* _Work order_: From the records below, transcribe only the lines running from the one with "use crate::coerce::LookupKey;" through the one with "#[must_use]". Keep both of those end lines.

* _Exercise input_:
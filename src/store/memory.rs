use serde_json::{Map, Value};
use std::sync::{RwLock, RwLockReadGuard, RwLockWriteGuard};
use tracing::debug;

use super::{json_type, Persistence, StoreError};
use crate::coerce::LookupKey;
use crate::schema::{PropertyKind, SchemaModel, StorageType};

struct Table {
    rows: Vec<Value>,
    next_id: i64,
}

/// In-process [`Persistence`] backend for one resource.
///
/// Records are JSON objects kept in insertion order. The schema's `id` property is
/// assigned from a per-table counter when a create omits it, and declared defaults
/// fill any other missing property.
pub struct MemoryStore {
    schema: SchemaModel,
    table: RwLock<Table>,
}

impl MemoryStore {
    #[must_use]
    pub fn new(schema: &SchemaModel) -> Self {
        Self {
            schema: schema.clone(),
            table: RwLock::new(Table {
                rows: Vec::new(),
                next_id: 1,
            }),
        }
    }

    /// Seed the table, e.g. from fixtures. Each record goes through `create`.
    pub fn with_records<I>(self, records: I) -> Result<Self, StoreError>
    where
        I: IntoIterator<Item = Value>,
    {
        for record in records {
            self.create(&record)?;
        }
        Ok(self)
    }

    pub fn len(&self) -> Result<usize, StoreError> {
        Ok(self.read()?.rows.len())
    }

    pub fn is_empty(&self) -> Result<bool, StoreError> {
        Ok(self.len()? == 0)
    }

    fn read(&self) -> Result<RwLockReadGuard<'_, Table>, StoreError> {
        self.table.read().map_err(|_| StoreError::Poisoned)
    }

    fn write(&self) -> Result<RwLockWriteGuard<'_, Table>, StoreError> {
        self.table.write().map_err(|_| StoreError::Poisoned)
    }

    /// Fields that identify a record: the resource URI parameters, or the id property.
    fn identity_fields(&self) -> Vec<&str> {
        let params = self.schema.key_params();
        if !params.is_empty() {
            return params;
        }
        self.schema.id_property().into_iter().collect()
    }

    fn same_record(&self, a: &Value, b: &Value) -> bool {
        let fields = self.identity_fields();
        if fields.is_empty() {
            return a == b;
        }
        fields
            .iter()
            .all(|f| match (a.get(*f), b.get(*f)) {
                (Some(x), Some(y)) => json_eq(x, y),
                _ => false,
            })
    }

    fn object<'v>(&self, payload: &'v Value) -> Result<&'v Map<String, Value>, StoreError> {
        payload
            .as_object()
            .ok_or(StoreError::InvalidPayload(json_type(payload)))
    }

    /// Convert declared fields to their storage representation.
    fn normalize(&self, fields: &mut Map<String, Value>) {
        for property in self.schema.properties() {
            if let Some(value) = fields.get_mut(&property.name) {
                let converted = to_storage(property.descriptor.kind.storage_type(), value);
                if let Some(converted) = converted {
                    *value = converted;
                }
            }
        }
    }

    /// Fill in the id when the payload has none. Returns the counter value to
    /// commit once the row is accepted; the table is not touched here.
    fn assign_id(
        &self,
        table: &Table,
        fields: &mut Map<String, Value>,
    ) -> Result<Option<i64>, StoreError> {
        let Some(id_name) = self.schema.id_property() else {
            return Ok(None);
        };
        let given = fields.get(id_name).and_then(Value::as_i64);
        let id = given.unwrap_or(table.next_id);
        let next = id.checked_add(1).ok_or_else(|| {
            StoreError::backend(format!("id space exhausted in {}", self.schema.table))
        })?;
        if given.is_none() {
            fields.insert(id_name.to_string(), Value::from(id));
        }
        Ok(Some(table.next_id.max(next)))
    }

    /// Append a new row. The row's identity must not already be stored.
    fn insert_row(
        &self,
        table: &mut Table,
        mut fields: Map<String, Value>,
    ) -> Result<Value, StoreError> {
        let next_id = self.assign_id(table, &mut fields)?;
        let record = Value::Object(fields);
        if !self.identity_fields().is_empty()
            && table.rows.iter().any(|row| self.same_record(row, &record))
        {
            return Err(StoreError::Duplicate(self.schema.table.clone()));
        }
        if let Some(next_id) = next_id {
            table.next_id = next_id;
        }
        table.rows.push(record.clone());
        Ok(record)
    }

    fn apply_defaults(&self, fields: &mut Map<String, Value>) {
        for property in self.schema.properties() {
            if property.descriptor.kind == PropertyKind::Id {
                continue;
            }
            if let Some(default) = &property.descriptor.default {
                fields
                    .entry(property.name.clone())
                    .or_insert_with(|| default.clone());
            }
        }
    }
}

impl Persistence for MemoryStore {
    fn list(&self, limit: usize) -> Result<Vec<Value>, StoreError> {
        let table = self.read()?;
        Ok(table.rows.iter().take(limit).cloned().collect())
    }

    fn find_one(&self, key: &LookupKey) -> Result<Option<Value>, StoreError> {
        let table = self.read()?;
        Ok(table.rows.iter().find(|row| key.matches(row)).cloned())
    }

    fn create(&self, payload: &Value) -> Result<Value, StoreError> {
        let mut fields = self.object(payload)?.clone();
        self.normalize(&mut fields);
        self.apply_defaults(&mut fields);
        let mut table = self.write()?;
        let record = self.insert_row(&mut table, fields)?;
        debug!(table = %self.schema.table, rows = table.rows.len(), "Record created");
        Ok(record)
    }

    fn upsert(&self, payload: &Value) -> Result<Value, StoreError> {
        let mut fields = self.object(payload)?.clone();
        self.normalize(&mut fields);
        let candidate = Value::Object(fields.clone());
        let mut table = self.write()?;
        if let Some(slot) = table
            .rows
            .iter_mut()
            .find(|row| self.same_record(row, &candidate))
        {
            *slot = candidate.clone();
            debug!(table = %self.schema.table, "Record replaced");
            return Ok(candidate);
        }
        self.apply_defaults(&mut fields);
        let record = self.insert_row(&mut table, fields)?;
        debug!(table = %self.schema.table, "Record inserted by upsert");
        Ok(record)
    }

    fn apply_partial(&self, record: &Value, payload: &Value) -> Result<Value, StoreError> {
        let mut changes = self.object(payload)?.clone();
        self.normalize(&mut changes);
        let identity: Vec<String> = self
            .identity_fields()
            .into_iter()
            .map(str::to_string)
            .collect();
        let mut table = self.write()?;
        let slot = table
            .rows
            .iter_mut()
            .find(|row| self.same_record(row, record))
            .ok_or_else(|| StoreError::Missing(self.schema.table.clone()))?;
        if let Some(existing) = slot.as_object_mut() {
            for (name, value) in changes {
                if !identity.contains(&name) {
                    existing.insert(name, value);
                }
            }
        }
        debug!(table = %self.schema.table, "Record updated");
        Ok(slot.clone())
    }

    fn remove(&self, record: &Value) -> Result<(), StoreError> {
        let mut table = self.write()?;
        let position = table
            .rows
            .iter()
            .position(|row| self.same_record(row, record))
            .ok_or_else(|| StoreError::Missing(self.schema.table.clone()))?;
        table.rows.remove(position);
        debug!(table = %self.schema.table, rows = table.rows.len(), "Record removed");
        Ok(())
    }
}

/// Numeric-aware JSON equality (`3` equals `3.0`).
fn json_eq(a: &Value, b: &Value) -> bool {
    match (a, b) {
        (Value::Number(x), Value::Number(y)) => match (x.as_i64(), y.as_i64()) {
            (Some(x), Some(y)) => x == y,
            _ => x.as_f64() == y.as_f64(),
        },
        _ => a == b,
    }
}

/// Storage form of a payload value, or `None` to keep it unchanged.
fn to_storage(storage: StorageType, value: &Value) -> Option<Value> {
    match (storage, value) {
        (StorageType::Number, Value::String(s)) => {
            let s = s.trim();
            s.parse::<i64>()
                .map(Value::from)
                .ok()
                .or_else(|| {
                    s.parse::<f64>()
                        .ok()
                        .and_then(serde_json::Number::from_f64)
                        .map(Value::Number)
                })
        }
        (StorageType::Boolean, Value::String(s)) => match s.as_str() {
            "true" | "1" => Some(Value::Bool(true)),
            "false" | "0" => Some(Value::Bool(false)),
            _ => None,
        },
        (StorageType::String | StorageType::Text | StorageType::Date, Value::Number(n)) => {
            Some(Value::String(n.to_string()))
        }
        _ => None,
    }
}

* _Exercise answer_:
use crate::coerce::LookupKey;
use crate::schema::{PropertyKind, SchemaModel, StorageType};

struct Table {
    rows: Vec<Value>,
    next_id: i64,
}

/// In-process [`Persistence`] backend for one resource.
///
/// Records are JSON objects kept in insertion order. The schema's `id` property is
/// assigned from a per-table counter when a create omits it, and declared defaults
/// fill any other missing property.
pub struct MemoryStore {
    schema: SchemaModel,
    table: RwLock<Table>,
}

impl MemoryStore {
    #[must_use]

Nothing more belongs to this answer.